Journey to Faith

Journey to Faith
Follow your own path

Thursday, August 25, 2016

Are Your Rules Ruining Your Life?

Do you feel frequently offended? Do you have a firm idea of how things should be done? Or how people should act?

We all have a set of personal rules that dictate how we interact with and judge others. Our rules also dictate how we view ourselves and how we see the world. We have pet peeves and our perceived concept of how things "should" be. These personal rules are established over time according to our beliefs and values. Some rules are healthy, while others are quite silly or no longer useful. Here's a personal example.

As a long time single, I have had a rule that said "If someone wants to see me over the weekend, he needs to call me by Wednesday" so I can plan. The problem with this rule is most men don't plan. They wing things. If the fancy strikes them, they pick up the phone. Several guys have called me at 4 or 5 pm on a Saturday to see if I was free. I was insulted!

Another word akin to personal rules is expectations. When we expect others to behave in a certain way, we set ourselves up for disappointment. As a woman in the business world, I learned to expect email and phone replies within 2 business days. The problem I encountered with many of my school teacher friends was they didn't abide by this protocol. It took me some time figure this out but when I did, I had much more compassion and much less frustration with them.

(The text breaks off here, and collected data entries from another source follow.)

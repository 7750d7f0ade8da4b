//! End-to-end pipeline tests over real gzip log fixtures
//!
//! Each test builds a clean-data folder in a tempdir, writes one
//! gzip-compressed newline-delimited JSON file per date, runs the full
//! pipeline, and asserts on the finalized result bundle.

use eventflow::{run, Config, ConfigOptions, PipelineError};
use flate2::write::GzEncoder;
use flate2::Compression;
use serde_json::{json, Value};
use std::io::Write;
use std::path::Path;
use tempfile::TempDir;

const SESSION_A: &str = "9f2c1a40-0b1e-4e8a-b8a1-3c74d2e90f11";

/// Build a run config over `num_dates` dates starting 20160201, rooted in
/// the tempdir.
fn test_config(dir: &TempDir, num_dates: u32, options: ConfigOptions) -> Config {
    let config = Config::new(ConfigOptions {
        start: Some(20160201),
        end: Some(20160200 + num_dates),
        data_folder: Some(dir.path().to_path_buf()),
        quiet: true,
        ..options
    })
    .unwrap();
    assert_eq!(config.num_dates, num_dates as usize);
    config
}

/// Write one gzip'd log file into the clean-data folder.
fn write_log_file(clean_folder: &Path, date: u32, lines: &[Value]) {
    std::fs::create_dir_all(clean_folder).unwrap();
    let path = clean_folder.join(format!("metrics-{}.log.gz", date));
    let mut encoder = GzEncoder::new(std::fs::File::create(path).unwrap(), Compression::fast());
    for line in lines {
        writeln!(encoder, "{}", line).unwrap();
    }
    encoder.finish().unwrap();
}

fn page_visit(session_id: &str, site_id: &str, locations: &[&str]) -> Value {
    json!({
        "name": "page-visited",
        "siteId": site_id,
        "sessionId": session_id,
        "meta": {
            "locations": locations,
            "domain": locations.first().copied().unwrap_or(""),
            "ua": { "browser": "Firefox", "browserVersion": 44.0, "groups": ["desktop"] },
            "pseudoEvents": ["operational"],
        },
    })
}

#[tokio::test]
async fn test_nonbounce_double_fire_end_to_end() {
    // A session's second operational page visit matches both session rules,
    // so that single line emits page-visited::nonbounce twice
    let dir = TempDir::new().unwrap();
    let config = test_config(&dir, 2, Default::default());

    write_log_file(
        &config.clean_data_folder,
        20160201,
        &[page_visit(SESSION_A, "s-1", &["www.example.com"])],
    );
    write_log_file(
        &config.clean_data_folder,
        20160202,
        &[
            page_visit(SESSION_A, "s-1", &["www.example.com"]),
            page_visit(SESSION_A, "s-1", &["www.example.com"]),
        ],
    );

    let bundle = run(config).await.unwrap();
    assert!(bundle.missing_days.is_empty());

    let by_name = &bundle.reports["eventTotals"]["byNameOnly"];
    assert_eq!(by_name["page-visited"], json!([1, 2]));
    // Date 0's lone visit never becomes non-bounce; date 1's second visit
    // fires both augmentation rules
    assert_eq!(by_name["page-visited::nonbounce"], json!([0, 2]));
    assert_eq!(by_name["page-visited::operational"], json!([1, 2]));
}

#[tokio::test]
async fn test_missing_file_is_recorded_and_run_continues() {
    // 15 files scheduled, pool of 10, exactly one file absent
    let dir = TempDir::new().unwrap();
    let config = test_config(&dir, 15, Default::default());

    for (date_index, date) in config.dates.clone().into_iter().enumerate() {
        if date_index == 4 {
            continue; // The missing day
        }
        write_log_file(
            &config.clean_data_folder,
            date,
            &[page_visit(SESSION_A, "s-1", &["www.example.com"])],
        );
    }

    let bundle = run(config).await.unwrap();
    assert_eq!(bundle.missing_days, vec![4]);

    // All 14 present files were processed
    let visits = bundle.reports["eventTotals"]["byNameOnly"]["page-visited"]
        .as_array()
        .unwrap()
        .iter()
        .map(|v| v.as_u64().unwrap())
        .collect::<Vec<_>>();
    assert_eq!(visits.iter().sum::<u64>(), 14);
    assert_eq!(visits[4], 0);
}

#[tokio::test]
async fn test_event_step_sampling_is_deterministic() {
    // Of 9 lines with eventStep 3, exactly lines 3, 6, 9 are parsed
    let dir = TempDir::new().unwrap();
    let config = test_config(
        &dir,
        1,
        ConfigOptions {
            event_step: Some(3),
            ..Default::default()
        },
    );

    let lines: Vec<Value> = (1..=9)
        .map(|n| json!({ "name": format!("event-{}", n) }))
        .collect();
    write_log_file(&config.clean_data_folder, 20160201, &lines);

    let bundle = run(config).await.unwrap();
    let by_name = bundle.reports["eventTotals"]["byNameOnly"].as_object().unwrap();

    let mut names: Vec<&str> = by_name.keys().map(String::as_str).collect();
    names.sort();
    assert_eq!(names, vec!["event-3", "event-6", "event-9"]);
}

#[tokio::test]
async fn test_keep_top_events_discards_later_samples() {
    // eventStep 3 within the top 7 lines keeps only lines 3 and 6
    let dir = TempDir::new().unwrap();
    let config = test_config(
        &dir,
        1,
        ConfigOptions {
            event_step: Some(3),
            keep_top_events: Some(7),
            ..Default::default()
        },
    );

    let lines: Vec<Value> = (1..=20)
        .map(|n| json!({ "name": format!("event-{}", n) }))
        .collect();
    write_log_file(&config.clean_data_folder, 20160201, &lines);

    let bundle = run(config).await.unwrap();
    let by_name = bundle.reports["eventTotals"]["byNameOnly"].as_object().unwrap();

    let mut names: Vec<&str> = by_name.keys().map(String::as_str).collect();
    names.sort();
    assert_eq!(names, vec!["event-3", "event-6"]);
}

#[tokio::test]
async fn test_malformed_json_line_aborts_run() {
    let dir = TempDir::new().unwrap();
    let config = test_config(&dir, 1, Default::default());

    std::fs::create_dir_all(&config.clean_data_folder).unwrap();
    let path = config.clean_data_folder.join("metrics-20160201.log.gz");
    let mut encoder =
        GzEncoder::new(std::fs::File::create(path).unwrap(), Compression::fast());
    writeln!(encoder, "{}", page_visit(SESSION_A, "s-1", &["a.com"])).unwrap();
    writeln!(encoder, "this is not json").unwrap();
    encoder.finish().unwrap();

    match run(config).await {
        Err(PipelineError::Parse { file, line, .. }) => {
            assert_eq!(file, "metrics-20160201.log.gz");
            assert_eq!(line, 2);
        }
        other => panic!("expected Parse error, got {:?}", other.map(|_| ())),
    }
}

#[tokio::test]
async fn test_corrupt_gzip_stream_aborts_run() {
    let dir = TempDir::new().unwrap();
    let config = test_config(&dir, 1, Default::default());

    std::fs::create_dir_all(&config.clean_data_folder).unwrap();
    let path = config.clean_data_folder.join("metrics-20160201.log.gz");
    std::fs::write(path, b"definitely not a gzip stream").unwrap();

    assert!(matches!(
        run(config).await,
        Err(PipelineError::Stream { .. })
    ));
}

#[tokio::test]
async fn test_full_report_suite_end_to_end() {
    let dir = TempDir::new().unwrap();
    let config = test_config(&dir, 3, Default::default());

    let feedback = json!({
        "name": "feedback-sent",
        "siteId": "s-1",
        "details": { "rating": 5, "feedbackText": "love it" },
        "meta": { "domain": "www.example.com", "ua": { "browser": "Firefox" } },
    });
    let ab_visit = json!({
        "name": "page-visited",
        "siteId": "s-1",
        "abTest": "checkout.button-color.red",
        "meta": {
            "locations": ["www.example.com"],
            "domain": "www.example.com",
            "ua": { "browser": "Firefox" },
        },
    });

    // Enough visits to keep www.example.com above the noise threshold
    let mut day_one: Vec<Value> = (0..12)
        .map(|_| page_visit(SESSION_A, "s-1", &["www.example.com"]))
        .collect();
    day_one.push(feedback);
    write_log_file(&config.clean_data_folder, 20160201, &day_one);
    write_log_file(&config.clean_data_folder, 20160202, &[ab_visit.clone()]);
    write_log_file(&config.clean_data_folder, 20160203, &[ab_visit]);

    let bundle = run(config).await.unwrap();

    // SiteInfo kept the location and knows the site
    let site_info = &bundle.reports["siteInfo"];
    assert_eq!(site_info["allSiteIds"], json!(["#s-1"]));
    assert!(site_info["locationToSiteIdMap"]["www.example.com"]["#s-1"]
        .as_u64()
        .unwrap() >= 12);
    assert_eq!(site_info["uninterestingLocations"], json!([]));

    // ABTest sliced to its observed span [1, 2] with a baseline injected
    let variants = &bundle.reports["abTest"]["eventCount"]["page-visited"]["checkout.button-color"];
    assert_eq!(variants["red"], json!([1, 1]));
    assert_eq!(variants["*base*"], json!([1, 1]));
    assert_eq!(
        bundle.reports["abTest"]["dateInfo"]["checkout.button-color"],
        json!({ "startIndex": 1, "endIndex": 2 })
    );

    // Feedback grouped under its rating in all three partitions
    let feedback_report = &bundle.reports["feedback"];
    assert_eq!(feedback_report["all"]["5"][0]["text"], json!("love it"));
    assert_eq!(
        feedback_report["byUa"]["Firefox"]["5"][0]["text"],
        json!("love it")
    );
    assert_eq!(
        feedback_report["byDomain"]["www.example.com"]["5"][0]["text"],
        json!("love it")
    );
}

#[tokio::test]
async fn test_all_files_missing() {
    // No files on disk at all: every day is missing, reports are empty
    let dir = TempDir::new().unwrap();
    let config = test_config(&dir, 3, Default::default());

    let bundle = run(config).await.unwrap();

    let mut missing = bundle.missing_days.clone();
    missing.sort();
    assert_eq!(missing, vec![0, 1, 2]);
    assert_eq!(
        bundle.reports["eventTotals"]["byNameOnly"],
        json!({})
    );
}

Often, we live by personal rules and expectations but we are unaware of how they are impacting our lives and the lives of others. Here are some areas to revisit from time to time:
   - dating rules
   - housecleaning rules
   - relationship rules
   - parenting rules

Are these rules reasonable? How does my rule affect the other person? Is this rule helpful or unnecessary? What may have served us at one time may not be serving us today.

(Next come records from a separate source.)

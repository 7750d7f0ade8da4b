//! SiteInfo report - location ↔ site associations from page visits
//!
//! Tracks which locations belong to which sites and vice versa, counting
//! page visits per pair. At finalize time, locations carrying too little
//! signal (a single associated site with fewer than 10 visits) are pruned
//! from both maps; the discarded set is exposed so EventTotals can drop the
//! same locations and bound output size.

use crate::event::ExpandedEvent;
use crate::reports::Report;
use serde::Serialize;
use std::collections::{HashMap, HashSet};

const PAGE_VISITED: &str = "page-visited";

/// A path-based location is interesting if it has multiple matching sites
/// or at least this many page visits.
const MIN_PAGE_VISITS: u64 = 10;

type PairCounts = HashMap<String, HashMap<String, u64>>;

pub struct SiteInfo {
    /// "#siteId" -> location -> visit count. Bare TLDs are excluded here.
    site_to_locations: PairCounts,
    /// location -> "#siteId" -> visit count.
    location_to_sites: PairCounts,
    /// Cached noise-heuristic result; computed once.
    uninteresting: Option<HashSet<String>>,
}

#[derive(Debug, Serialize)]
#[serde(rename_all = "camelCase")]
pub struct SiteInfoOutput {
    pub all_site_ids: Vec<String>,
    /// Sites with more than one associated location, most locations first.
    pub site_ids_with_multiple_domains: Vec<String>,
    pub location_to_site_id_map: PairCounts,
    pub uninteresting_locations: Vec<String>,
    pub site_id_to_locations_map: PairCounts,
}

impl SiteInfo {
    pub fn new() -> Self {
        Self {
            site_to_locations: HashMap::new(),
            location_to_sites: HashMap::new(),
            uninteresting: None,
        }
    }

    /// Apply the noise heuristic, pruning uninteresting locations from both
    /// maps. Idempotent; the computed set is cached.
    pub fn uninteresting_locations(&mut self) -> &HashSet<String> {
        if self.uninteresting.is_none() {
            let mut uninteresting = HashSet::new();

            for (location, sites) in &self.location_to_sites {
                if sites.len() <= 1 && sites.values().all(|count| *count < MIN_PAGE_VISITS) {
                    log::debug!("Removing low-signal location: {}", location);
                    uninteresting.insert(location.clone());
                }
            }

            self.location_to_sites
                .retain(|location, _| !uninteresting.contains(location));
            for locations in self.site_to_locations.values_mut() {
                locations.retain(|location, _| !uninteresting.contains(location));
            }

            self.uninteresting = Some(uninteresting);
        }

        self.uninteresting.as_ref().unwrap()
    }

    /// The site with the most visits recorded for this location.
    pub fn site_id_for(&self, location: &str) -> Option<&str> {
        self.location_to_sites.get(location).and_then(|sites| {
            sites
                .iter()
                .max_by_key(|(_, count)| **count)
                .map(|(site_id, _)| site_id.as_str())
        })
    }

    pub fn finalize(mut self) -> SiteInfoOutput {
        self.uninteresting_locations();

        let all_site_ids: Vec<String> = self.site_to_locations.keys().cloned().collect();

        let mut multi_domain: Vec<String> = all_site_ids
            .iter()
            .filter(|site_id| self.site_to_locations[*site_id].len() > 1)
            .cloned()
            .collect();
        multi_domain.sort_by_key(|site_id| {
            std::cmp::Reverse(self.site_to_locations[site_id].len())
        });

        let mut uninteresting: Vec<String> =
            self.uninteresting.take().unwrap_or_default().into_iter().collect();
        uninteresting.sort();

        SiteInfoOutput {
            all_site_ids,
            site_ids_with_multiple_domains: multi_domain,
            location_to_site_id_map: self.location_to_sites,
            uninteresting_locations: uninteresting,
            site_id_to_locations_map: self.site_to_locations,
        }
    }
}

impl Default for SiteInfo {
    fn default() -> Self {
        Self::new()
    }
}

impl Report for SiteInfo {
    fn on_data(&mut self, _date_index: usize, event: &ExpandedEvent) {
        if event.name != PAGE_VISITED {
            return;
        }

        let site_tag = format!("#{}", event.raw.site_id);

        for location in &event.raw.meta.locations {
            *self
                .location_to_sites
                .entry(location.clone())
                .or_default()
                .entry(site_tag.clone())
                .or_insert(0) += 1;

            // Bare TLDs like .gov, .edu, .com carry no site identity
            if !location.starts_with('.') {
                *self
                    .site_to_locations
                    .entry(site_tag.clone())
                    .or_default()
                    .entry(location.clone())
                    .or_insert(0) += 1;
            }
        }
    }
}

The key to remember is that love is freedom. When we love, we allow the other person to be free and to be themselves. We do not require them to conform to our rules or expectations. No one likes to be controlled or manipulated. I know I don't. If we want more harmony in our lives, we would do well to reevaluate rules that cause disconnection or division.

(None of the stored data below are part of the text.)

//! Per-file ingestion worker
//!
//! Streams one gzip-compressed log file: decompress, split into lines,
//! sample deterministically, parse, annotate with session state, expand, and
//! fan out to every enabled report engine. Runs on a blocking thread; the
//! `ReportSet` lock is held for the duration of one line's fan-out, which
//! gives every engine the single-writer guarantee the cooperative original
//! relied on.

use crate::config::Config;
use crate::error::PipelineError;
use crate::event::{ExpandedEvent, RawEvent};
use crate::expander::expand;
use crate::pipeline::LogFileRef;
use crate::reports::ReportSet;
use crate::sessions::SessionTracker;
use flate2::read::GzDecoder;
use std::fs::File;
use std::io::{BufRead, BufReader};
use std::sync::atomic::{AtomicBool, Ordering};
use std::sync::Mutex;

#[derive(Debug, PartialEq, Eq)]
pub enum FileOutcome {
    Processed,
    /// File absent or unreadable at its scheduled time; recorded in
    /// `missing_days`, never an error.
    Missing,
}

/// Process one log file to the end of its stream.
///
/// Any failure to open the file is the recoverable missing-file case.
/// Everything after the stream opens (corrupt gzip data, an unparsable
/// line) is fatal.
pub fn process_log_file(
    log_file: &LogFileRef,
    config: &Config,
    sessions: &SessionTracker,
    reports: &Mutex<ReportSet>,
    abort: &AtomicBool,
) -> Result<FileOutcome, PipelineError> {
    let file = match File::open(&log_file.path) {
        Ok(file) => file,
        Err(e) => {
            log::warn!("Log file not available: {} ({})", log_file.file_name, e);
            return Ok(FileOutcome::Missing);
        }
    };

    log::debug!("Begin processing {}", log_file.file_name);
    sessions.init(log_file.date_index);

    let result = process_lines(file, log_file, config, sessions, reports, abort);

    // Per-date session state is released the moment the stream ends, so
    // memory stays bounded by the pool size rather than the date range
    sessions.release(log_file.date_index);

    result.map(|_| FileOutcome::Processed)
}

fn process_lines(
    file: File,
    log_file: &LogFileRef,
    config: &Config,
    sessions: &SessionTracker,
    reports: &Mutex<ReportSet>,
    abort: &AtomicBool,
) -> Result<(), PipelineError> {
    let reader = BufReader::new(GzDecoder::new(file));
    let mut line_counter: u64 = 0;

    for line in reader.lines() {
        if abort.load(Ordering::Relaxed) {
            return Err(PipelineError::Aborted);
        }

        let line = line.map_err(|source| PipelineError::Stream {
            file: log_file.file_name.clone(),
            source,
        })?;
        if line.is_empty() {
            continue;
        }

        line_counter += 1;
        if !keep_line(line_counter, config) {
            continue;
        }

        let event: RawEvent =
            serde_json::from_str(&line).map_err(|source| PipelineError::Parse {
                file: log_file.file_name.clone(),
                line: line_counter,
                source,
            })?;

        let session_event_count = sessions.session_event_count(log_file.date_index, &event);
        let names = expand(&event, session_event_count);

        // One lock per line, held across the whole fan-out
        let mut reports = reports.lock().unwrap();
        for name in &names {
            reports.on_data(
                log_file.date_index,
                &ExpandedEvent {
                    name,
                    session_event_count,
                    raw: &event,
                },
            );
        }
    }

    Ok(())
}

/// Deterministic sampling: keep every `event_step`th line, optionally only
/// within the first `keep_top_events` lines of the file. Line numbers are
/// 1-based; re-running the same config over the same file keeps the same
/// lines.
fn keep_line(line_counter: u64, config: &Config) -> bool {
    line_counter % config.event_step == 0
        && config
            .keep_top_events
            .map_or(true, |top| line_counter <= top)
}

If you enjoyed this post or found it helpful, please click the +1 icon. Feel free to forward to a friend or leave a comment. If you'd like to stay connected, enter your email in the box provided and I'll send you out this month's free gift.

Until next time, keep looking up!

Ariel 

Tuesday, August 23, 2016

Ignite the Power Within Step 9: What to Do When Life Doesn't Go According to Plan

I'm a planner. Perhaps you are too. I like schedules, order, routines. Ever spend hours and hours planning a special event and then something happens that throws a monkey wrench in the whole works? It's like the Universe is saying "See, you thought you had this all under control, but you don't."

Control is an illusion. Humans like to think we are in control but we're really not. We make all sorts of plans about our futures, our kids, our direction in life. I'd like to know how many people's lives have actually gone according to their plan. Mine didn't that's for sure.

I was raised in a dysfunctional, chaotic, alcoholic home, and as an adult, I needed structure. It gave me a feeling of stability that was lacking in my childhood. In my younger days, one of my favorite phrases was "So here's the plan." Time after time the plan would change and I'd say "Well, now the plan is ...". After several, ok, more than several occurrences, I realized the futility of my planning efforts.

The reality is life doesn't always go according to plan. Stuff happens. We get side-tracked and blind-sided: a job loss, a relationship ends, a health crisis. We are thrown for a loop and we feel out of control and helpless. We can stress-out and take a victim "Woe is me" mentality which will keep us from moving forward, or we can choose a more proactive and positive response.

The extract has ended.